Yeah...that is something I have to live by day to day or I wouldn't be where I am right now..


----------



## toth boer goats (Jul 20, 2008)

hold your head high....pray.. ray: .. and someday... things will turn around.....bad days can't last forever....there are good days to.....


----------



## goatnutty (Oct 9, 2007)

I like that...we can all learn from simple sayings like these because we make everything sooo complicated...lol


----------



## toth boer goats (Jul 20, 2008)

there ya go........... :hug: :wink: :thumbup:


----------



## Crissa (Oct 7, 2007)

I'm trying to look at the good things, but somedays it's really hard. I'm really not trying to complain, because I know it could be worse and that there are people that are having a harder time than I am.


----------



## toth boer goats (Jul 20, 2008)

You are very right.... there is always someone ..that is having a harder time... then you or me ..
I know how hard things can be....keep a positive attitude.. as you are doing...that is a great way to think about it by the way.... :thumbup: and you will see.. "good" coming from it....think positive you get a "positive" ...think negative and will get "negative"...... :wink:


----------



## StaceyRosado (Oct 5, 2007)

when is the next show Crissa?


----------



## Crissa (Oct 7, 2007)

It's Tuesday. But I can't go. :tears: I am failing a class. (I just now got my book though! :angry: ) It's not fair, I started in my math class this semester and there weren't enough books, the teacher kept saying that he would get me a book, so I finally went to the principal to ask her when the book was coming in. She didn't even know that there weren't enough books! :veryangry: So she ordered it and I just now got it.
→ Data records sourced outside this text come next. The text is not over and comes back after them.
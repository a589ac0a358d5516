//! Object model: headers, payload ranges and search queries

use serde::{Deserialize, Serialize};
use sha2::{Digest, Sha256};

use crate::error::{Error, Result};
use crate::hash::Hash;
use crate::identity::{Identity, verify_signature};
use crate::ids::{Address, ContainerId, ObjectId, OwnerId};
use crate::token::Token;

/// Object format version written by this client
pub const OBJECT_VERSION: u64 = 1;

/// Search key matching objects that are not children of a split object
pub const ROOT_OBJECT_KEY: &str = "ROOT_OBJECT";

/// Search key matching storage group objects
pub const STORAGE_GROUP_KEY: &str = "STORAGE_GROUP";

/// Moment an object was created
#[derive(Debug, Clone, Copy, PartialEq, Eq, Default, Serialize, Deserialize)]
pub struct CreationPoint {
    pub unix_time: i64,
    pub epoch: u64,
}

/// Fixed header every object carries
#[derive(Debug, Clone, PartialEq, Eq, Serialize, Deserialize)]
pub struct SystemHeader {
    pub id: ObjectId,
    pub owner: OwnerId,
    pub container: ContainerId,
    pub payload_length: u64,
    pub version: u64,
    #[serde(default)]
    pub created_at: CreationPoint,
}

/// Relation a [`Header::Link`] expresses
#[derive(Debug, Clone, Copy, PartialEq, Eq, Serialize, Deserialize)]
#[serde(rename_all = "snake_case")]
pub enum LinkKind {
    /// Linked object is a member of this storage group
    StorageGroup,
}

impl std::fmt::Display for LinkKind {
    fn fmt(&self, f: &mut std::fmt::Formatter<'_>) -> std::fmt::Result {
        match self {
            LinkKind::StorageGroup => f.write_str("StorageGroup"),
        }
    }
}

/// Extended header
#[derive(Debug, Clone, PartialEq, Eq, Serialize, Deserialize)]
#[serde(tag = "type", content = "value", rename_all = "snake_case")]
pub enum Header {
    /// Free-form user attribute
    User { key: String, value: String },
    /// Deletion marker
    Tombstone,
    /// Session token the object was stored under
    Token(Token),
    /// Homomorphic hash of the payload
    HomoHash(Hash),
    /// Plain payload checksum
    PayloadChecksum(#[serde(with = "crate::token::hex_bytes")] Vec<u8>),
    /// Signed checksum over all other headers
    Integrity {
        #[serde(with = "crate::token::hex_bytes")]
        headers_checksum: Vec<u8>,
        #[serde(with = "crate::token::hex_bytes")]
        signature: Vec<u8>,
    },
    /// Key that produced the integrity signature
    PublicKey(#[serde(with = "crate::token::hex_bytes")] Vec<u8>),
    /// Reference to another object in the same container
    Link { kind: LinkKind, id: ObjectId },
    /// Marks the object as a storage group
    StorageGroup,
}

impl Header {
    fn is_integrity(&self) -> bool {
        matches!(self, Header::Integrity { .. })
    }
}

impl std::fmt::Display for Header {
    fn fmt(&self, f: &mut std::fmt::Formatter<'_>) -> std::fmt::Result {
        match self {
            Header::User { key, value } => write!(f, "UserHeader {{Key={key} Val={value}}}"),
            Header::Tombstone => f.write_str("Tombstone MARKED"),
            Header::Token(token) => write!(f, "Token {{Verb={}}}", token.verb()),
            Header::HomoHash(hash) => write!(f, "HomoHash {hash}"),
            Header::PayloadChecksum(sum) => write!(f, "PayloadChecksum {}", hex::encode(sum)),
            Header::Integrity {
                headers_checksum,
                signature,
            } => write!(
                f,
                "Integrity {{Checksum={} Signature={}}}",
                hex::encode(headers_checksum),
                hex::encode(signature)
            ),
            Header::PublicKey(key) => write!(f, "PublicKey {}", hex::encode(key)),
            Header::Link { kind, id } => write!(f, "Link {{Type={kind} ID={id}}}"),
            Header::StorageGroup => f.write_str("StorageGroup MARKED"),
        }
    }
}

/// Object metadata sent ahead of the payload
#[derive(Debug, Clone, PartialEq, Eq, Serialize, Deserialize)]
pub struct ObjectHeader {
    pub system: SystemHeader,
    #[serde(default)]
    pub headers: Vec<Header>,
}

impl ObjectHeader {
    /// Header for a new object about to be uploaded
    pub fn new(id: ObjectId, owner: OwnerId, container: ContainerId, payload_length: u64) -> Self {
        Self {
            system: SystemHeader {
                id,
                owner,
                container,
                payload_length,
                version: OBJECT_VERSION,
                created_at: CreationPoint::default(),
            },
            headers: Vec::new(),
        }
    }

    pub fn with_headers(mut self, headers: impl IntoIterator<Item = Header>) -> Self {
        self.headers.extend(headers);
        self
    }

    pub fn address(&self) -> Address {
        Address::new(self.system.container, self.system.id)
    }

    pub fn is_tombstone(&self) -> bool {
        self.headers.iter().any(|h| matches!(h, Header::Tombstone))
    }

    pub fn is_storage_group(&self) -> bool {
        self.headers.iter().any(|h| matches!(h, Header::StorageGroup))
    }

    /// Objects linked as storage group members, in declaration order
    pub fn storage_group_members(&self) -> impl Iterator<Item = ObjectId> + '_ {
        self.headers.iter().filter_map(|h| match h {
            Header::Link {
                kind: LinkKind::StorageGroup,
                id,
            } => Some(*id),
            _ => None,
        })
    }

    /// User attributes in declaration order
    pub fn user_headers(&self) -> impl Iterator<Item = (&str, &str)> {
        self.headers.iter().filter_map(|h| match h {
            Header::User { key, value } => Some((key.as_str(), value.as_str())),
            _ => None,
        })
    }

    /// SHA-256 over the system header and every non-integrity header
    pub fn headers_checksum(&self) -> Result<Vec<u8>> {
        let covered: Vec<&Header> = self.headers.iter().filter(|h| !h.is_integrity()).collect();
        let encoded = serde_json::to_vec(&(&self.system, covered))?;
        Ok(Sha256::digest(encoded).to_vec())
    }

    /// Attach the public key and a signed integrity header
    pub fn seal(&mut self, identity: &dyn Identity) -> Result<()> {
        self.headers
            .retain(|h| !h.is_integrity() && !matches!(h, Header::PublicKey(_)));
        self.headers.push(Header::PublicKey(identity.public_key()));

        let headers_checksum = self.headers_checksum()?;
        let signature = identity.sign(&headers_checksum);
        self.headers.push(Header::Integrity {
            headers_checksum,
            signature,
        });
        Ok(())
    }

    /// Check the integrity header against the header contents and the
    /// embedded public key.
    pub fn verify(&self) -> std::result::Result<(), String> {
        let public_key = self
            .headers
            .iter()
            .rev()
            .find_map(|h| match h {
                Header::PublicKey(key) => Some(key),
                _ => None,
            })
            .ok_or("missing public key header")?;

        let (checksum, signature) = self
            .headers
            .iter()
            .rev()
            .find_map(|h| match h {
                Header::Integrity {
                    headers_checksum,
                    signature,
                } => Some((headers_checksum, signature)),
                _ => None,
            })
            .ok_or("missing integrity header")?;

        let expected = self.headers_checksum().map_err(|e| e.to_string())?;
        if *checksum != expected {
            return Err("headers checksum mismatch".into());
        }
        if !verify_signature(public_key, checksum, signature) {
            return Err("invalid integrity signature".into());
        }
        Ok(())
    }
}

/// Full object: header plus (possibly partial) payload
#[derive(Debug, Clone, PartialEq, Eq, Serialize, Deserialize)]
pub struct Object {
    pub header: ObjectHeader,
    #[serde(with = "crate::token::hex_bytes")]
    pub payload: Vec<u8>,
}

/// Headers of a storage group over `members`: one link per member, then the
/// group marker.
pub fn storage_group_headers(members: &[ObjectId]) -> Result<Vec<Header>> {
    if members.is_empty() {
        return Err(Error::InvalidInput(
            "storage group needs at least one member".into(),
        ));
    }
    Ok(members
        .iter()
        .map(|&id| Header::Link {
            kind: LinkKind::StorageGroup,
            id,
        })
        .chain(std::iter::once(Header::StorageGroup))
        .collect())
}

/// Parse `key=value` user header arguments; the value may be omitted.
pub fn parse_user_headers<S: AsRef<str>>(args: &[S]) -> Vec<Header> {
    args.iter()
        .map(|arg| {
            let (key, value) = arg.as_ref().split_once('=').unwrap_or((arg.as_ref(), ""));
            Header::User {
                key: key.to_string(),
                value: value.to_string(),
            }
        })
        .collect()
}

/// Byte range within an object payload
#[derive(Debug, Clone, Copy, PartialEq, Eq, Serialize, Deserialize)]
pub struct Range {
    pub offset: u64,
    pub length: u64,
}

impl Range {
    /// Non-empty range whose end does not overflow
    pub fn new(offset: u64, length: u64) -> Result<Self> {
        if length == 0 {
            return Err(Error::InvalidInput("range length must be positive".into()));
        }
        if offset.checked_add(length).is_none() {
            return Err(Error::InvalidInput(format!(
                "range {offset}:{length} overflows"
            )));
        }
        Ok(Self { offset, length })
    }

    /// Range covering a whole payload, `None` for an empty payload
    pub fn whole(payload_length: u64) -> Option<Self> {
        Self::new(0, payload_length).ok()
    }

    /// Exclusive end offset
    pub fn end(&self) -> u64 {
        self.offset + self.length
    }
}

impl std::fmt::Display for Range {
    fn fmt(&self, f: &mut std::fmt::Formatter<'_>) -> std::fmt::Result {
        write!(f, "{}:{}", self.offset, self.length)
    }
}

impl std::str::FromStr for Range {
    type Err = Error;

    fn from_str(s: &str) -> Result<Self> {
        let (offset, length) = s
            .split_once(':')
            .ok_or_else(|| Error::InvalidInput("range must have form 'offset:length'".into()))?;
        let offset = offset
            .parse::<u64>()
            .map_err(|e| Error::InvalidInput(format!("can't parse offset '{offset}': {e}")))?;
        let length = length
            .parse::<u64>()
            .map_err(|e| Error::InvalidInput(format!("can't parse length '{length}': {e}")))?;
        Self::new(offset, length)
    }
}

/// Parse a list of `offset:length` arguments
pub fn parse_ranges<S: AsRef<str>>(args: &[S]) -> Result<Vec<Range>> {
    args.iter().map(|a| a.as_ref().parse()).collect()
}

/// How a search filter value is matched
#[derive(Debug, Clone, Copy, PartialEq, Eq, Serialize, Deserialize)]
#[serde(rename_all = "snake_case")]
pub enum FilterKind {
    Exact,
    Regex,
}

#[derive(Debug, Clone, PartialEq, Eq, Serialize, Deserialize)]
pub struct Filter {
    pub kind: FilterKind,
    pub name: String,
    pub value: String,
}

/// Header-based object search query
#[derive(Debug, Clone, Default, PartialEq, Eq, Serialize, Deserialize)]
pub struct SearchQuery {
    pub filters: Vec<Filter>,
}

impl SearchQuery {
    /// Build regex filters from alternating `key value` arguments
    pub fn from_pairs<S: AsRef<str>>(args: &[S]) -> Result<Self> {
        if args.len() % 2 != 0 {
            return Err(Error::InvalidInput(
                "number of positional arguments must be even".into(),
            ));
        }

        let filters = args
            .chunks(2)
            .map(|pair| Filter {
                kind: FilterKind::Regex,
                name: pair[0].as_ref().to_string(),
                value: pair[1].as_ref().to_string(),
            })
            .collect();
        Ok(Self { filters })
    }

    /// Add an exact-match filter with an empty value
    pub fn with_flag(mut self, name: &str) -> Self {
        self.filters.push(Filter {
            kind: FilterKind::Exact,
            name: name.to_string(),
            value: String::new(),
        });
        self
    }
}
I fell too far behind in it and couldn't keep up without a book of my own. I tried to borrow someone's every weekend to catch back up but it's hard and I just couldn't do it and I'm embarassed about it. I feel so stupid. They said that they couldn't bend the rules for me. But my sister may be able to show them for me, she just has a harder time bracing them for me, so I highly doubt it will happen, she's just not used to it yet.  So I guess I won't be getting a truck anytime soon.


----------



## StaceyRosado (Oct 5, 2007)

I would talk to the principle - get your parents involved. Thats not right at all! there is a No child left behind law and I do believe if you said something about this then they would change their minds. Dont give up (truck or no truck) that isnt right for them to do that to you!


----------



## toth boer goats (Jul 20, 2008)

> I feel so stupid.


 you are not stupid ...never think that way.. :hug: ..it is not your fault by any means....go to a higher source about it...like the board of education........and tell them what happened with the book shortage and order.....
it is ridiculous... they are discriminating you for something ..that should be provided by the school.....find other students to back you up...and ask them why... am I not being treated fairly....
ask the higher source...why am I and others going to fail ...because of the schools problems..... I don't see it as bending the rules......just because you want to succeed and they have a shortage........ :scratch:


----------



## Crissa (Oct 7, 2007)

Thanks. I still didn't get to go. Our conference with the pricipal is tomorrow. (I think they did that so that I still could't go) So basically I have no way to get a vehicle. (anyone interested in some lambs for pets/lawnmowers?) If I can sell both Heidi and Chase. Both at $150 or so, and then sell the lambs for $100 or so together plus sell some graphics, I may be able to get a cheapo truck that won't last long. (there is one person that may be willing to trade an older truck for my dad's older dirtbike though) I don't know, it's so frustrating. :tears: I did happen to have the most horrible mental break down ever. Literally. I had a huge nervous breakdown. I think Spring Break will help my nerves alot though, spend some extra time with the goats and horse. I am fine now though, I just had a lot dumped on me that day. Thanks for letting me vent. :hug:


----------



## StaceyRosado (Oct 5, 2007)

OH Crissa I am so sorry - very frustrating how life can get  

Keep your chin up....something will work out soon :hug:


----------